WHAT NEEDS TO BE DONE: Needed from the entries below: every line that holds the word "struct".

RECORDS FOR PROCESSING:
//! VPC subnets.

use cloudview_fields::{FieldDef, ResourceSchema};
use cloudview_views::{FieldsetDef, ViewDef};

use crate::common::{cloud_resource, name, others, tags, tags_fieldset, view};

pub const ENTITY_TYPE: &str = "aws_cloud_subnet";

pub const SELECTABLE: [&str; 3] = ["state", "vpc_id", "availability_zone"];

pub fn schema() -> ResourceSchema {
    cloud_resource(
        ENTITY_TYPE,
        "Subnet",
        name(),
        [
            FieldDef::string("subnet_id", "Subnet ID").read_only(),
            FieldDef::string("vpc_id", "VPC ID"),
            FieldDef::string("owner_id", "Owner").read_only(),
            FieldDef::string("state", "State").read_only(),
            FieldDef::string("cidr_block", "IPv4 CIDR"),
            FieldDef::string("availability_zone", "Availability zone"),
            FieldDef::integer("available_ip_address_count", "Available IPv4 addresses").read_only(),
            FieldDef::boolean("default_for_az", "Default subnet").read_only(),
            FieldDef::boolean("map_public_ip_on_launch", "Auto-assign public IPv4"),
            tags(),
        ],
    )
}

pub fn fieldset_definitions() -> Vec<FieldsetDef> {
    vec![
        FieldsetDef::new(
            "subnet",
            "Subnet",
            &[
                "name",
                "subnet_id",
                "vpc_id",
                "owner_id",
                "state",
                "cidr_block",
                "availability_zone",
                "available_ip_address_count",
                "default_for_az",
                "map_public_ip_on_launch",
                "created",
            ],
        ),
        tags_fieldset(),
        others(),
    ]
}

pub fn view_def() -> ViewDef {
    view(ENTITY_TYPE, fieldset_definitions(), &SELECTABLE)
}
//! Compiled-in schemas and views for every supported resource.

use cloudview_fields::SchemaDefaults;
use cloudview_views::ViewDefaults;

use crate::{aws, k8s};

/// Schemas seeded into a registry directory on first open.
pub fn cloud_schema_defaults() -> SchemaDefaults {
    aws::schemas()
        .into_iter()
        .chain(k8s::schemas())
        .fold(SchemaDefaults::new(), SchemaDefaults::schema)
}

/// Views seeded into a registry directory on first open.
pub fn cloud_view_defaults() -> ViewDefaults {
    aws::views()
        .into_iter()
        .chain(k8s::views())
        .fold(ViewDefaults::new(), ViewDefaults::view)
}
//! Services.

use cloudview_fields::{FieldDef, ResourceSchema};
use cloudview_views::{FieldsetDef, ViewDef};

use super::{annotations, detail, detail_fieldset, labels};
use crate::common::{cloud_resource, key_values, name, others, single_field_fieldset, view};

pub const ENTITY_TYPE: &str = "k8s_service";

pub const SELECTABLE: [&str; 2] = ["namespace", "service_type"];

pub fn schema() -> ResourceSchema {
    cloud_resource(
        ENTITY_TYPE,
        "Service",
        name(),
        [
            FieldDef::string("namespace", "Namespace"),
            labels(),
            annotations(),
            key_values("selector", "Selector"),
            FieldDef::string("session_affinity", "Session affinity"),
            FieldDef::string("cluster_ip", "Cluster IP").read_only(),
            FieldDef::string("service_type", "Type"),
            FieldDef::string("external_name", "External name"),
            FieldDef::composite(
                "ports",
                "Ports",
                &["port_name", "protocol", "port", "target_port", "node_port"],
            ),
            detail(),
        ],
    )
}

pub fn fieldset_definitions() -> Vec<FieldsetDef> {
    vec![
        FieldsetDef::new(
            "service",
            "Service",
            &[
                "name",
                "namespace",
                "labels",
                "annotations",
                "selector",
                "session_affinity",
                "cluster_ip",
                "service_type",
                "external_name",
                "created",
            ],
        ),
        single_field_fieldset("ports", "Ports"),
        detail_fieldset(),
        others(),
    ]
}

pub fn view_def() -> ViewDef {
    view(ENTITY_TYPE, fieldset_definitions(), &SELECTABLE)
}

...

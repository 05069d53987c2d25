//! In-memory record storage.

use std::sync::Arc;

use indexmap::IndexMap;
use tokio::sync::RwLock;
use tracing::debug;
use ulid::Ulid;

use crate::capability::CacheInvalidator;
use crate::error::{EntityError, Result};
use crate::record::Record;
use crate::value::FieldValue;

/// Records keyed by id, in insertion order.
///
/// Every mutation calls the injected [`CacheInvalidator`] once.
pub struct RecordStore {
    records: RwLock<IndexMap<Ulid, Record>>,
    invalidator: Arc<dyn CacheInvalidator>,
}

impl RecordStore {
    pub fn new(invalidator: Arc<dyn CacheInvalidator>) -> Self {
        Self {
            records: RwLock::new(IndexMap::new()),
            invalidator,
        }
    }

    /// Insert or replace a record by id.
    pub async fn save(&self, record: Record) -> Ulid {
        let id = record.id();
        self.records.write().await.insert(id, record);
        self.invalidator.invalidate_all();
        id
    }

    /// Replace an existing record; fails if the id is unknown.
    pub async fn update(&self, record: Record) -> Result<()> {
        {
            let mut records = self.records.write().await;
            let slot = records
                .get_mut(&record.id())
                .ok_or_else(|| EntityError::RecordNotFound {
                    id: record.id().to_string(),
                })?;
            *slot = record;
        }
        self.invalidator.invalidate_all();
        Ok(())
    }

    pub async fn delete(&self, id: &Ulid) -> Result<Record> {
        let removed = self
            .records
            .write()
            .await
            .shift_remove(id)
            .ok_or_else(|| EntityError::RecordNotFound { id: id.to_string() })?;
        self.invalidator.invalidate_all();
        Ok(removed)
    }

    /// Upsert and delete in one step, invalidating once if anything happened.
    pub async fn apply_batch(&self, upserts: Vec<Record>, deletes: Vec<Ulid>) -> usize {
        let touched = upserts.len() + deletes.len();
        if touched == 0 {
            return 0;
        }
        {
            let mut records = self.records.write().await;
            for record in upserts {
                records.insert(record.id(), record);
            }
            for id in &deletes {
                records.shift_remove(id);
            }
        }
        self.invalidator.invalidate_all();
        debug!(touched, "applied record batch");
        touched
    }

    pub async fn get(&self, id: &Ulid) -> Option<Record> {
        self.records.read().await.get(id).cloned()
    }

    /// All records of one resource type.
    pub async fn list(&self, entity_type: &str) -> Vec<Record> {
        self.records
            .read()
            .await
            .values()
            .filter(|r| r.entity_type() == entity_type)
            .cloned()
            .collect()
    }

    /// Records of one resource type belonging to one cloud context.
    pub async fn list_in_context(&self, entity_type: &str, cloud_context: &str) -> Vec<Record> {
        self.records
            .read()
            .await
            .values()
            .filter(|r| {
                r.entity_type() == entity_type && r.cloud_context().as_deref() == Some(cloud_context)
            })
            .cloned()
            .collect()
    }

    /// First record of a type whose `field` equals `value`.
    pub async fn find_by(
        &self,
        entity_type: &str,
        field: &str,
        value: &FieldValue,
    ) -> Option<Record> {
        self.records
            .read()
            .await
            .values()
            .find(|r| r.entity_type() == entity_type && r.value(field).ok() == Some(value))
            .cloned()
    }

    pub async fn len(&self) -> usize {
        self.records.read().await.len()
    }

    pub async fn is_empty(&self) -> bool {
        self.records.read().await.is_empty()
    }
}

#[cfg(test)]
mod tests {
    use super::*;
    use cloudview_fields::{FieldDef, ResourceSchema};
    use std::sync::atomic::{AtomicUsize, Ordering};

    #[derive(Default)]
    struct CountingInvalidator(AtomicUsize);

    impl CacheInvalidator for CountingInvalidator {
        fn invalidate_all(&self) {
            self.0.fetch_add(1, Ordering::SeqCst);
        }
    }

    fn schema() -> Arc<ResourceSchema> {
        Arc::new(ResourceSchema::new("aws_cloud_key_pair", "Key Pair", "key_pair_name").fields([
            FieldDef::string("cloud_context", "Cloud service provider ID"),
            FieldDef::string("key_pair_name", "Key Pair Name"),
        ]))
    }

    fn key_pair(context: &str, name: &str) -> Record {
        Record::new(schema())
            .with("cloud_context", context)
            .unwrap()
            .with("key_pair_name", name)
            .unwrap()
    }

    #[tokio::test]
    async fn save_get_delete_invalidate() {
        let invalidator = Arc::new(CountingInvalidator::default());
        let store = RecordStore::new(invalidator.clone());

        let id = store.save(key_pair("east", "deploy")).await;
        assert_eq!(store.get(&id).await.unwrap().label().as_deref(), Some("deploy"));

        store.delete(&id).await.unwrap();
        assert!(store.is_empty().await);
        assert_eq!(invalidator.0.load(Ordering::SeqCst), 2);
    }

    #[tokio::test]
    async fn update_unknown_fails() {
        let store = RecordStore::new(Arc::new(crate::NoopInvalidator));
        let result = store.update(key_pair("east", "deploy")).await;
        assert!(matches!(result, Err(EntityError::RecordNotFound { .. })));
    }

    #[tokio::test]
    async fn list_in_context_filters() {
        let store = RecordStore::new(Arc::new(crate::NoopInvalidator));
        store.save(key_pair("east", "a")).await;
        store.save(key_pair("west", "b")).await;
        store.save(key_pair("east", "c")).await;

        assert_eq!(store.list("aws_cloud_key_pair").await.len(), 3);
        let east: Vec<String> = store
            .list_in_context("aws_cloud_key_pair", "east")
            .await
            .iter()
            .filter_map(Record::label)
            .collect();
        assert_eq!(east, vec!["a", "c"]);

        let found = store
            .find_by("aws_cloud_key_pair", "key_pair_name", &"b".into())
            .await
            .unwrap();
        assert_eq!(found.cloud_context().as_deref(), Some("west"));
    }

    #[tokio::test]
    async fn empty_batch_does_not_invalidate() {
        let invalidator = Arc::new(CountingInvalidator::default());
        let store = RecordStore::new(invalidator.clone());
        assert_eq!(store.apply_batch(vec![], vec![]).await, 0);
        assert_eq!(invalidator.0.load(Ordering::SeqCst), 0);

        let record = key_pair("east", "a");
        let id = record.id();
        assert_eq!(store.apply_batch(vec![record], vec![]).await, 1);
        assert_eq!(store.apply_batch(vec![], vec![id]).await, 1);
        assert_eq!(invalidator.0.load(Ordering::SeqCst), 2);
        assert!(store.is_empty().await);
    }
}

COMPLETED TASK:
pub struct RecordStore {
    struct CountingInvalidator(AtomicUsize);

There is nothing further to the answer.